Albania–Montenegro relations are the bilateral relations between Albania and Montenegro. Relations between the two countries have been described as "very good." Albania has an embassy in Podgorica. Montenegro has an embassy in Tirana. Both countries are full members of the Council of Europe, the Organization for Security and Co-operation in Europe (OSCE), the Central European Free Trade Agreement (CEFTA), and NATO.

== History ==
During the Balkan Wars, Montenegro aligned with Serbia against Albania. Montenegro engaged in the Siege of Scutari, which resulted in the conquest of Shkodër. While Shkodër was returned to Albania in May 1913, Montenegro was allowed to keep other territory conquered from Albania. Montenegrin territory which used to be part of Albania includes the city of Plav, as well as the country's eastern coast, bordering Lake Skadar.

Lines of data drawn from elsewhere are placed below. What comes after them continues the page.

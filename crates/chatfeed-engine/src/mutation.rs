//! Create, update and delete against the remote store.
//!
//! Creates are eventually consistent: the new message shows up when the
//! stream delivers it. Updates and deletes are applied to the local feed as
//! soon as the store confirms them. Nothing is retried.

use std::sync::Arc;

use chatfeed_store::{MessageId, NewMessage, RemoteStore, UserId};
use tracing::{debug, info, warn};

use crate::error::WriteOperation;
use crate::sync::FeedHandle;
use crate::EngineError;

/// Reject empty text. Whitespace-only text is a valid message.
pub fn validate_text(text: &str) -> Result<(), EngineError> {
    if text.is_empty() {
        return Err(EngineError::EmptyMessage);
    }
    Ok(())
}

/// Writes to the messages collection and reconciles the local feed.
#[derive(Clone)]
pub struct MutationService {
    store: Arc<dyn RemoteStore>,
    feed: FeedHandle,
}

impl MutationService {
    pub fn new(store: Arc<dyn RemoteStore>, feed: FeedHandle) -> Self {
        Self { store, feed }
    }

    /// Write a new message. The local feed is not touched.
    pub async fn create(&self, text: &str, author: &UserId) -> Result<MessageId, EngineError> {
        validate_text(text)?;
        self.feed.ensure_open()?;

        let draft = NewMessage::new(text, author.clone());
        let id = self.store.create_message(&draft).await.map_err(|e| {
            warn!(author = %author, error = %e, "failed to create message");
            EngineError::remote_write(WriteOperation::Create, e)
        })?;

        info!(id = %id, author = %author, "message created");
        Ok(id)
    }

    /// Replace a message's text remotely, then locally.
    pub async fn update(&self, id: &MessageId, text: &str) -> Result<(), EngineError> {
        validate_text(text)?;
        self.feed.ensure_open()?;
        if !self.feed.contains(id) {
            return Err(EngineError::UnknownMessage(id.clone()));
        }

        self.store
            .update_message_text(id, text)
            .await
            .map_err(|e| {
                warn!(id = %id, error = %e, "failed to update message");
                EngineError::remote_write(WriteOperation::Update, e)
            })?;

        if !self.feed.set_text(id.clone(), text.to_string()).await? {
            debug!(id = %id, "message left the feed before the edit was applied");
        }
        info!(id = %id, "message updated");
        Ok(())
    }

    /// Delete a message remotely, then drop it from the local feed.
    pub async fn delete(&self, id: &MessageId) -> Result<(), EngineError> {
        self.feed.ensure_open()?;
        if !self.feed.contains(id) {
            return Err(EngineError::UnknownMessage(id.clone()));
        }

        self.store.delete_message(id).await.map_err(|e| {
            warn!(id = %id, error = %e, "failed to delete message");
            EngineError::remote_write(WriteOperation::Delete, e)
        })?;

        if !self.feed.remove(id.clone()).await? {
            debug!(id = %id, "message already removed by the stream");
        }
        info!(id = %id, "message deleted");
        Ok(())
    }
}

#[cfg(test)]
mod tests {
    use super::*;
    use crate::directory::Directory;
    use crate::sync::{FeedSynchronizer, Subscription};
    use chatfeed_store::{MemoryStore, MessageRecord, StoreError};
    use chrono::{TimeZone, Utc};
    use std::time::Duration;

    async fn setup() -> (Arc<MemoryStore>, Subscription, MutationService) {
        let store = MemoryStore::new();
        store
            .insert_message(MessageRecord {
                id: MessageId::from("m1"),
                text: "hi".into(),
                sent_by: UserId::from("u1"),
                sent_at: Utc.timestamp_opt(1, 0).unwrap(),
            })
            .await;

        let subscription = FeedSynchronizer::new(Arc::new(Directory::default()))
            .subscribe(store.as_ref())
            .await
            .unwrap();
        let mut rx = subscription.handle().watch();
        tokio::time::timeout(Duration::from_secs(5), rx.wait_for(|s| s.len() == 1))
            .await
            .unwrap()
            .unwrap();

        let service = MutationService::new(store.clone(), subscription.handle());
        (store, subscription, service)
    }

    #[test]
    fn test_validate_text() {
        assert!(validate_text("hi").is_ok());
        assert!(validate_text("  hi  ").is_ok());
        assert!(validate_text(" \n\t").is_ok());
        assert!(matches!(validate_text(""), Err(EngineError::EmptyMessage)));
    }

    #[tokio::test]
    async fn test_update_applies_locally() {
        let (store, subscription, service) = setup().await;

        store.pause_stream().await;
        service.update(&MessageId::from("m1"), "edited").await.unwrap();

        assert_eq!(subscription.feed()[0].text, "edited");
    }

    #[tokio::test]
    async fn test_update_unknown_message_writes_nothing() {
        let (store, _subscription, service) = setup().await;

        let err = service
            .update(&MessageId::from("ghost"), "x")
            .await
            .unwrap_err();

        assert!(matches!(err, EngineError::UnknownMessage(_)));
        assert_eq!(store.messages().await[0].text, "hi");
    }

    #[tokio::test]
    async fn test_delete_failure_keeps_message() {
        let (store, subscription, service) = setup().await;
        store.set_fail_writes(true);

        let err = service.delete(&MessageId::from("m1")).await.unwrap_err();

        assert!(matches!(
            err,
            EngineError::RemoteWriteFailed {
                operation: WriteOperation::Delete,
                source: StoreError::Unavailable(_),
            }
        ));
        assert_eq!(subscription.feed().len(), 1);
    }

    #[tokio::test]
    async fn test_create_rejects_empty_text() {
        let (store, _subscription, service) = setup().await;

        let err = service.create("", &UserId::from("u1")).await.unwrap_err();

        assert!(matches!(err, EngineError::EmptyMessage));
        assert_eq!(store.messages().await.len(), 1);
    }

    #[tokio::test]
    async fn test_writes_after_close_never_reach_the_store() {
        let (store, mut subscription, service) = setup().await;
        subscription.close().await;

        let id = MessageId::from("m1");
        assert!(matches!(
            service.update(&id, "after close").await,
            Err(EngineError::FeedClosed)
        ));
        assert!(matches!(
            service.delete(&id).await,
            Err(EngineError::FeedClosed)
        ));
        assert!(matches!(
            service.create("hello", &UserId::from("u1")).await,
            Err(EngineError::FeedClosed)
        ));

        let stored = store.messages().await;
        assert_eq!(stored.len(), 1);
        assert_eq!(stored[0].text, "hi");
    }
}
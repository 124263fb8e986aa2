//! Error types for the store client.

use thiserror::Error;

/// Errors that can occur when talking to the remote document store.
#[derive(Debug, Error)]
pub enum StoreError {
    /// HTTP request failed.
    #[error("HTTP error: {0}")]
    Http(#[from] reqwest::Error),

    /// JSON serialization/deserialization failed.
    #[error("JSON error: {0}")]
    Json(#[from] serde_json::Error),

    /// Document not found.
    #[error("document not found: {collection}/{id}")]
    NotFound { collection: String, id: String },

    /// The credentials were rejected or lack access to the collection.
    #[error("permission denied: {0}")]
    PermissionDenied(String),

    /// Rate limited.
    #[error("rate limited{}", match retry_after_secs {
        Some(secs) => format!(" (retry after {}s)", secs),
        None => String::new(),
    })]
    RateLimited {
        /// Seconds to wait before retrying (from Retry-After header, optional).
        retry_after_secs: Option<u64>,
    },

    /// Error response from the store API.
    #[error("store error ({status}): {error} - {message}")]
    Api {
        status: u16,
        error: String,
        message: String,
    },

    /// Invalid response from server.
    #[error("invalid response: {0}")]
    InvalidResponse(String),

    /// WebSocket error on the change stream.
    #[error("WebSocket error: {0}")]
    WebSocket(String),

    /// The store could not be reached.
    #[error("store unavailable: {0}")]
    Unavailable(String),
}
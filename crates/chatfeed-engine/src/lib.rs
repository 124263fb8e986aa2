//! Live, ordered message feed with author-only edits and deletes.
//!
//! The engine loads the user directory once, subscribes to the messages
//! collection, and keeps a deduplicated, `sentAt`-ordered local feed in
//! step with the store.
//!
//! ## Features
//!
//! - **Directory**: session snapshot of user profiles used to label senders
//! - **Sync**: single-task owner of the local feed, fed by change batches
//! - **Mutations**: create (eventual), update and delete (applied on confirm)
//! - **Selection**: which message a contextual action applies to
//! - **Engine**: the facade tying the above together

mod directory;
mod engine;
mod error;
mod feed;
mod mutation;
mod selection;
pub mod sync;

pub use directory::{Directory, UserProfile};
pub use engine::{Engine, EngineBuilder};
pub use error::{EngineError, WriteOperation};
pub use feed::{FeedSnapshot, LocalFeed, Message};
pub use mutation::{MutationService, validate_text};
pub use selection::{Anchor, Selection, SelectionState};
pub use sync::{
    DisconnectCallback, FeedChangedCallback, FeedHandle, FeedSynchronizer, StreamDisconnected,
    Subscription,
};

Following the creation of Kingdom of Yugoslavia, Montenegro ceased to be an independent country. From 1918 through 2006, Montenegro's international relations were handled by the central government of Yugoslavia. However, during the Kosovo War, the Republic of Montenegro preserved ties with Albania by taking a stance against Slobodan Milošević. This included the country taking in ethnic Albanian refugees fleeing from Kosovo.

Following Montenegrin independence in 2006, Albanian and Montenegrin relations were restored. Albania officially recognized Montenegrin independence on 12 July, 2006, a month and a half after independence was declared. Diplomatic relations between the two countries were officially established on 1 August, 2006.

In 2013, Igor Lukšić and Edmond Panariti, foreign ministers of Montenegro and Albania, respectively, met in Tirana to further strengthen ties between the two countries. Results of this meeting also included political, economic, and military cooperation.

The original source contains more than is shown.